Die Einsatzmöglichkeiten für das außergewöhnliche Gelände-Fahrzeug, das da in den siebziger Jahren zwischen Mercedes-Benz und Steyr Puch entstand, schienen unbegrenzt. Nachdem Renn-Ikone Jacky Ickx mit seinem Dakar-Erfolg in den frühen achtziger Jahren den Schwabe-Kaschten erst einmal in die Schlagzeilen gefahren hatte, machten sich viele potenzielle Eigner Gedanken darüber, ob sie sich dieses Fahrzeug und die dahinter steckende Philosophie und ausgereifte Technik nicht zunutze machen könnten. Dazu gehörte unter anderem auch der Fuhrpark-Chef des Vatikans, der schon lange auf schwäbische Erzeugnisse zurückgreifen durfte. Und so kam es, dass auf Wunsch und Fertigungs-Anleitung der römischen Kurie ein Fahrzeug entstand, das als Papa-Mobil in die Annalen der Geschichte des Automobilbaus einging. Ein Auto, das nichts anderes war als eine G-Klasse. Wenn auch eine besondere.

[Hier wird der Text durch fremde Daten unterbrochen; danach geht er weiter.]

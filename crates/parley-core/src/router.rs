use crate::auth::Identity;
use crate::error::CoreError;
use crate::rooms::{ConnectionId, RoomHub, RoomId, ServerEvent};
use crate::thread_store::ThreadStore;
use parley_models::gateway::{
    EVENT_MESSAGE_DELETED, EVENT_MESSAGE_PINNED, EVENT_MESSAGE_STATUS_UPDATE, EVENT_NEW_MESSAGE,
};
use parley_models::message::{DeleteScope, Message, MessageContent, MessageStatus};
use serde_json::json;
use std::sync::Arc;

/// Persists chat mutations and fans the result out to connected clients.
#[derive(Clone)]
pub struct MessageRouter {
    threads: ThreadStore,
    rooms: Arc<dyn RoomHub>,
}

impl MessageRouter {
    pub fn new(threads: ThreadStore, rooms: Arc<dyn RoomHub>) -> Self {
        Self { threads, rooms }
    }

    /// Append a message and notify the other participant on every one of
    /// their connections. Nobody listening is not an error.
    pub async fn send_message(
        &self,
        thread_id: i64,
        sender: &Identity,
        content: &MessageContent,
    ) -> Result<Message, CoreError> {
        let rooms = &self.rooms;
        let message = self
            .threads
            .append_message_with(thread_id, sender.user_id, content, |message, participants| {
                notify_recipients(rooms.as_ref(), message, participants, sender);
            })
            .await?;
        tracing::debug!(
            thread_id,
            message_id = message.id,
            sender_id = sender.user_id,
            "router: message sent"
        );
        Ok(message)
    }

    /// Apply a delivery receipt. The update is relayed to the thread room,
    /// minus the reporting connection, only when it changed the status.
    pub async fn update_status(
        &self,
        thread_id: i64,
        message_id: i64,
        status: MessageStatus,
        acting_user: i64,
        origin: Option<ConnectionId>,
    ) -> Result<bool, CoreError> {
        let applied = self
            .threads
            .set_message_status(thread_id, message_id, acting_user, status)
            .await?;
        if applied {
            let event = ServerEvent::new(
                EVENT_MESSAGE_STATUS_UPDATE,
                json!({
                    "messageId": message_id.to_string(),
                    "threadId": thread_id.to_string(),
                    "status": status,
                }),
            );
            self.rooms.publish(RoomId::Thread(thread_id), &event, origin);
        }
        Ok(applied)
    }

    pub async fn delete_message(
        &self,
        thread_id: i64,
        message_id: i64,
        requester: &Identity,
        scope: DeleteScope,
    ) -> Result<Message, CoreError> {
        let message = self
            .threads
            .delete_message(thread_id, message_id, requester.user_id, scope)
            .await?;
        if scope == DeleteScope::Everyone {
            let event = ServerEvent::new(
                EVENT_MESSAGE_DELETED,
                json!({
                    "threadId": thread_id.to_string(),
                    "messageId": message_id.to_string(),
                    "deleteFor": scope,
                    "message": &message,
                }),
            );
            self.rooms.publish(RoomId::Thread(thread_id), &event, None);
        }
        Ok(message)
    }

    pub async fn toggle_pin(
        &self,
        thread_id: i64,
        message_id: i64,
        requester: &Identity,
    ) -> Result<bool, CoreError> {
        let is_pinned = self
            .threads
            .toggle_pin(thread_id, message_id, requester.user_id)
            .await?;
        let event = ServerEvent::new(
            EVENT_MESSAGE_PINNED,
            json!({
                "threadId": thread_id.to_string(),
                "messageId": message_id.to_string(),
                "isPinned": is_pinned,
                "userId": requester.user_id.to_string(),
            }),
        );
        self.rooms.publish(RoomId::Thread(thread_id), &event, None);
        Ok(is_pinned)
    }

    pub async fn forward_message(
        &self,
        source_thread_id: i64,
        message_id: i64,
        target_thread_ids: &[i64],
        forwarder: &Identity,
    ) -> Result<Vec<Message>, CoreError> {
        let rooms = &self.rooms;
        let copies = self
            .threads
            .forward_message_with(
                source_thread_id,
                message_id,
                target_thread_ids,
                forwarder.user_id,
                |copy, participants| {
                    notify_recipients(rooms.as_ref(), copy, participants, forwarder);
                },
            )
            .await?;
        tracing::debug!(
            source_thread_id,
            message_id,
            copies = copies.len(),
            "router: message forwarded"
        );
        Ok(copies)
    }
}

fn notify_recipients(rooms: &dyn RoomHub, message: &Message, participants: [i64; 2], sender: &Identity) {
    let event = ServerEvent::new(
        EVENT_NEW_MESSAGE,
        json!({
            "threadId": message.thread_id.to_string(),
            "message": message,
            "sender": {
                "userId": sender.user_id.to_string(),
                "username": &sender.username,
            },
        }),
    );
    for user_id in participants.into_iter().filter(|&p| p != sender.user_id) {
        rooms.publish(RoomId::User(user_id), &event, None);
    }
}
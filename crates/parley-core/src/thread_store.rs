use crate::error::CoreError;
use crate::thread_locks::{ThreadGuard, ThreadLocks};
use parley_db::messages::{MessageRow, NewMessage};
use parley_db::threads::ThreadRow;
use parley_db::DbPool;
use parley_models::message::{
    DeleteScope, MediaRef, Message, MessageContent, MessageStatus, MessageType, TOMBSTONE_TEXT,
};
use parley_models::thread::{LastMessage, MessagePage, Thread, ThreadSummary, UnreadCount};
use parley_util::pagination::PageParams;
use parley_util::{snowflake, validation};
use std::collections::{HashMap, HashSet};
use std::sync::Arc;

/// Durable chat threads and their message logs.
///
/// Appends, deletes for everyone and history reads of one thread are
/// serialized through a per-thread lock so sequence numbers, unread counters
/// and the last-message preview always agree. Status updates and pin toggles
/// are single conditional statements and skip the lock.
#[derive(Clone)]
pub struct ThreadStore {
    pool: DbPool,
    locks: Arc<ThreadLocks>,
    worker_id: u16,
}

Das erste Fahrzeug aus schwäbischer Manufaktur schenkte Mercedes-Benz im November 1930 dem damaligen Heiligen Vater Pius XI, der eine Pullmann-Limousine des Typs Nürburg 460 erhielt. Das Fahrzeug mit seinem 230 PS starken Achtzylinder-Motor steht heute übrigens perfekt restauriert und funktionstüchtig im Museum der Papstfahrzeuge des Vatikans. Im Jahr 1960 bekam Papst Johannes XXIII. eine Weiterentwicklung des so genannten Adenauer-Mercedes mit diversen Sonderausstattungen.
Bereits im Jahre 1980, also gerade mal ein Jahr nach der Markteinführung, reihte sich eine modifizierte G-Klasse in den Fuhrpark des Heiligen Stuhls ein. Das erste Papa-Mobil war geboren. Sein besonderes Erkennungsmerkmal war die durchsichtige Kuppel aus einem acht Millimeter dicken Plexiglas, das den Pontifex vor den Unbilden der Witterung schützte. Dennoch war das Oberhaupt der katholischen Kirche aufgrund der durchsichtigen Kuppel für die Gläubigen gut sichtbar.
Papst Johannes Paul II. war noch im gleichen Jahr mit dem ersten Papa-Mobil bei seinem Deutschland-Besuch auf Jungfernfahrt mit dem ganz in mystikweiß gehaltenen Unikat unterwegs. Nach dem Anschlag auf Karol Wojtyla nur ein Jahr später wurde die sichtbare schützende Kuppel kugelsicher gemacht. Der ursprüngliche Papa-G 230 G steht heute im Mercedes-Benz-Museum in Stuttgart, gemeinsam unter anderem mit dem Bus, mit dem die deutschen Fußballer bei der WM 1974 in Deutschland kutschiert wurden (siehe Bild links).
Auf einem G 500 basiert das offene Modell der G-Klasse, das Papst Benedikt XVI. seit dem Jahr 2007 bei seinen wöchentlichen Mittwochs-Audienzen auf dem Petersplatz in Rom benutzt. In fast zweijähriger Entwicklungsarbeit entstand dieses Fahrzeug in enger Abstimmung nach den Vorgaben des Vatikan. Das vier Tonnen schwere Dienstfahrzeug von Josef Ratzinger ist mit einer umklappbaren Frontscheibe und Haltebügeln ausgestattet. Der Heilige Vater betritt das innen ebenfalls in mystikweiß ausgestattete Cabriolet über rot ausgeschlagene Stufen im Heck. Seine Audienzen absolviert der 80-Jährige im Stehen.
Längst gibt es mehr als nur ein Dienstfahrzeug für den Papst, auch andere Hersteller wie Fiat (in Italien), General Motors (in den USA) oder Land Rover (in England) dürfen sich rühmen, den aktuell jeweils höchsten Würdenträger der katholischen Kirche schon gefahren zu haben. Der Ruhm, zum ersten Papa-Mobil der Kirchen- und Automobilgeschichte geworden zu sein, gebührt jedoch der G-Klasse von Mercedes-Benz im Jahr 1980.